▶ [What the task asks]:
Quote exactly, and only, the lines of the material below from the line with "#[derive(Clone)]" through the line with "let (ws_sink, ws_read)".

▶ [Data extract]:
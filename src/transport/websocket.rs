use crate::{
    message::{parse_message, Message as SipMessage},
    transport::{
        connection::{TransportSender, KEEPALIVE_REQUEST, KEEPALIVE_RESPONSE},
        sip_addr::{Protocol, SipAddr},
        stream::StreamConnection,
        TransportEvent,
    },
    Error, Result,
};
use futures_util::{SinkExt, StreamExt};
use std::{fmt, net::SocketAddr, sync::Arc};
use tokio::{net::TcpStream, sync::Mutex};
use tokio_tungstenite::{
    connect_async,
    tungstenite::{
        client::IntoClientRequest,
        handshake::server::{Request, Response},
        http::HeaderValue,
        protocol::Message,
    },
    MaybeTlsStream, WebSocketStream,
};
use tracing::{debug, info, warn};

const SIP_SUBPROTOCOL: &str = "sip";

type WsStream = WebSocketStream<MaybeTlsStream<TcpStream>>;
type WsSink = futures_util::stream::SplitSink<WsStream, Message>;
type WsRead = futures_util::stream::SplitStream<WsStream>;

pub struct WebSocketInner {
    pub local_addr: SipAddr,
    pub remote_addr: SipAddr,
    pub ws_sink: Mutex<WsSink>,
    pub ws_read: Mutex<Option<WsRead>>,
}

#[derive(Clone)]
pub struct WebSocketConnection {
    pub inner: Arc<WebSocketInner>,
}

fn socket_addrs(stream: &MaybeTlsStream<TcpStream>) -> Result<(SocketAddr, SocketAddr)> {
    match stream {
        MaybeTlsStream::Plain(tcp) => Ok((tcp.local_addr()?, tcp.peer_addr()?)),
        _ => Err(Error::Error("unsupported websocket stream".to_string())),
    }
}

impl WebSocketConnection {
    /// Dials `ws://host:port` (or `wss://`) offering the `sip` subprotocol.
    pub async fn connect(remote: &SipAddr) -> Result<Self> {
        let scheme = if remote.protocol == Protocol::Wss {
            "wss"
        } else {
            "ws"
        };
        let url = format!("{}://{}", scheme, remote.host_port());
        let mut request = url.into_client_request()?;
        request.headers_mut().insert(
            "sec-websocket-protocol",
            HeaderValue::from_static(SIP_SUBPROTOCOL),
        );

        let (ws_stream, _) = connect_async(request).await?;
        let connection = Self::from_stream(ws_stream, remote.protocol)?;
        info!(
            "created WebSocket client connection: {} -> {}",
            connection.get_addr(),
            remote
        );
        Ok(connection)
    }

    pub fn from_stream(ws_stream: WsStream, protocol: Protocol) -> Result<Self> {
        let (local, peer) = socket_addrs(ws_stream.get_ref())?;
        let (ws_sink, ws_read) = ws_stream.split();
        Ok(WebSocketConnection {
            inner: Arc::new(WebSocketInner {
                local_addr: SipAddr::from_socket(protocol, local),
                remote_addr: SipAddr::from_socket(protocol, peer).with_local(local),
                ws_sink: Mutex::new(ws_sink),
                ws_read: Mutex::new(Some(ws_read)),
            }),
        })
    }

    /// Server side handshake; selects the `sip` subprotocol when offered.
    pub async fn accept(stream: TcpStream, protocol: Protocol) -> Result<Self> {
        let callback = |req: &Request, mut response: Response| {
            let offers_sip = req
                .headers()
                .get("sec-websocket-protocol")
                .and_then(|v| v.to_str().ok())
                .is_some_and(|v| v.split(',').any(|p| p.trim() == SIP_SUBPROTOCOL));
            if offers_sip {
                response.headers_mut().insert(
                    "sec-websocket-protocol",
                    HeaderValue::from_static(SIP_SUBPROTOCOL),
                );
            }
            Ok(response)
        };
        let ws_stream =
            tokio_tungstenite::accept_hdr_async(MaybeTlsStream::Plain(stream), callback).await?;
        Self::from_stream(ws_stream, protocol)
    }

    pub fn remote_addr(&self) -> &SipAddr {
        &self.inner.remote_addr
    }

    fn deliver(&self, data: &[u8], sender: &TransportSender) -> Result<()> {
        match parse_message(data) {
            Some(msg) if msg.check() => {
                sender.send(TransportEvent::Incoming(msg, self.inner.remote_addr.clone()))?;
            }
            _ => debug!("dropping malformed websocket message from {}", self.inner.remote_addr),
        }
        Ok(())
    }
}

#[async_trait::async_trait]
impl StreamConnection for WebSocketConnection {
    fn get_addr(&self) -> &SipAddr {
        &self.inner.local_addr
    }

    async fn send_message(&self, msg: &SipMessage) -> Result<()> {
        let data = msg.to_string();
        let mut sink = self.inner.ws_sink.lock().await;
        sink.send(Message::Text(data.into())).await?;
        Ok(())
    }

    async fn send_raw(&self, data: &[u8]) -> Result<()> {
        let mut sink = self.inner.ws_sink.lock().await;
        sink.send(Message::Binary(data.to_vec().into())).await?;
        Ok(())
    }

    async fn serve_loop(&self, sender: TransportSender) -> Result<()> {
        let remote_addr = self.inner.remote_addr.clone();
        let mut ws_read = match self.inner.ws_read.lock().await.take() {
            Some(ws_read) => ws_read,
            None => {
                warn!("websocket connection already served: {}", remote_addr);
                return Ok(());
            }
        };

        while let Some(msg) = ws_read.next().await {
            match msg? {
                Message::Text(text) => self.deliver(text.as_str().as_bytes(), &sender)?,
                Message::Binary(bin) => {
                    if bin.as_ref() == KEEPALIVE_REQUEST {
                        self.send_raw(KEEPALIVE_RESPONSE).await?;
                        continue;
                    }
                    self.deliver(&bin, &sender)?;
                }
                Message::Ping(data) => {
                    let mut sink = self.inner.ws_sink.lock().await;
                    sink.send(Message::Pong(data)).await?;
                }
                Message::Close(_) => {
                    debug!("websocket closed by peer: {}", remote_addr);
                    break;
                }
                _ => {}
            }
        }
        Ok(())
    }

    async fn close(&self) -> Result<()> {
        let mut sink = self.inner.ws_sink.lock().await;
        sink.send(Message::Close(None)).await?;
        Ok(())
    }
}

impl fmt::Display for WebSocketConnection {
    fn fmt(&self, f: &mut fmt::Formatter<'_>) -> fmt::Result {
        write!(
            f,
            "{} {} -> {}",
            self.inner.local_addr.protocol,
            self.inner.local_addr.host_port(),
            self.inner.remote_addr.host_port()
        )
    }
}

impl fmt::Debug for WebSocketConnection {
    fn fmt(&self, f: &mut fmt::Formatter<'_>) -> fmt::Result {
        fmt::Display::fmt(self, f)
    }
}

▶ [Answer section]:
#[derive(Clone)]
pub struct WebSocketConnection {
    pub inner: Arc<WebSocketInner>,
}

fn socket_addrs(stream: &MaybeTlsStream<TcpStream>) -> Result<(SocketAddr, SocketAddr)> {
    match stream {
        MaybeTlsStream::Plain(tcp) => Ok((tcp.local_addr()?, tcp.peer_addr()?)),
        _ => Err(Error::Error("unsupported websocket stream".to_string())),
    }
}

impl WebSocketConnection {
    /// Dials `ws://host:port` (or `wss://`) offering the `sip` subprotocol.
    pub async fn connect(remote: &SipAddr) -> Result<Self> {
        let scheme = if remote.protocol == Protocol::Wss {
            "wss"
        } else {
            "ws"
        };
        let url = format!("{}://{}", scheme, remote.host_port());
        let mut request = url.into_client_request()?;
        request.headers_mut().insert(
            "sec-websocket-protocol",
            HeaderValue::from_static(SIP_SUBPROTOCOL),
        );

        let (ws_stream, _) = connect_async(request).await?;
        let connection = Self::from_stream(ws_stream, remote.protocol)?;
        info!(
            "created WebSocket client connection: {} -> {}",
            connection.get_addr(),
            remote
        );
        Ok(connection)
    }

    pub fn from_stream(ws_stream: WsStream, protocol: Protocol) -> Result<Self> {
        let (local, peer) = socket_addrs(ws_stream.get_ref())?;
        let (ws_sink, ws_read) = ws_stream.split();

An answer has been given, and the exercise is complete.